• Your assignment
Restate the records in full, keeping every word as it is.

[Dataset entries]
*** Begin section ***

//! Daemon-side assembly: load a store's configuration, bind its REP/PUB
//! listeners (reusing previously cached ports when possible), fill in its
//! item registry, restore persisted values, and announce it on the local
//! network. See [`Daemon::start`] for the full sequence.

pub mod daemon;
pub mod error;

pub use daemon::{DaemonHooks, DefaultHooks};
pub use error::Error;

/// The assembled daemon. Re-exported at the crate root since it's the
/// primary type consumers construct.
pub use daemon::Daemon;

pub type Result<T> = std::result::Result<T, Error>;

*** End section ***

• Response to this exercise
//! Daemon-side assembly: load a store's configuration, bind its REP/PUB
//! listeners (reusing previously cached ports when possible), fill in its
//! item registry, restore persisted values, and announce it on the local
//! network. See [`Daemon::start`] for the full sequence.

pub mod daemon;
pub mod error;

pub use daemon::{DaemonHooks, DefaultHooks};
pub use error::Error;

/// The assembled daemon. Re-exported at the crate root since it's the
/// primary type consumers construct.
pub use daemon::Daemon;

pub type Result<T> = std::result::Result<T, Error>;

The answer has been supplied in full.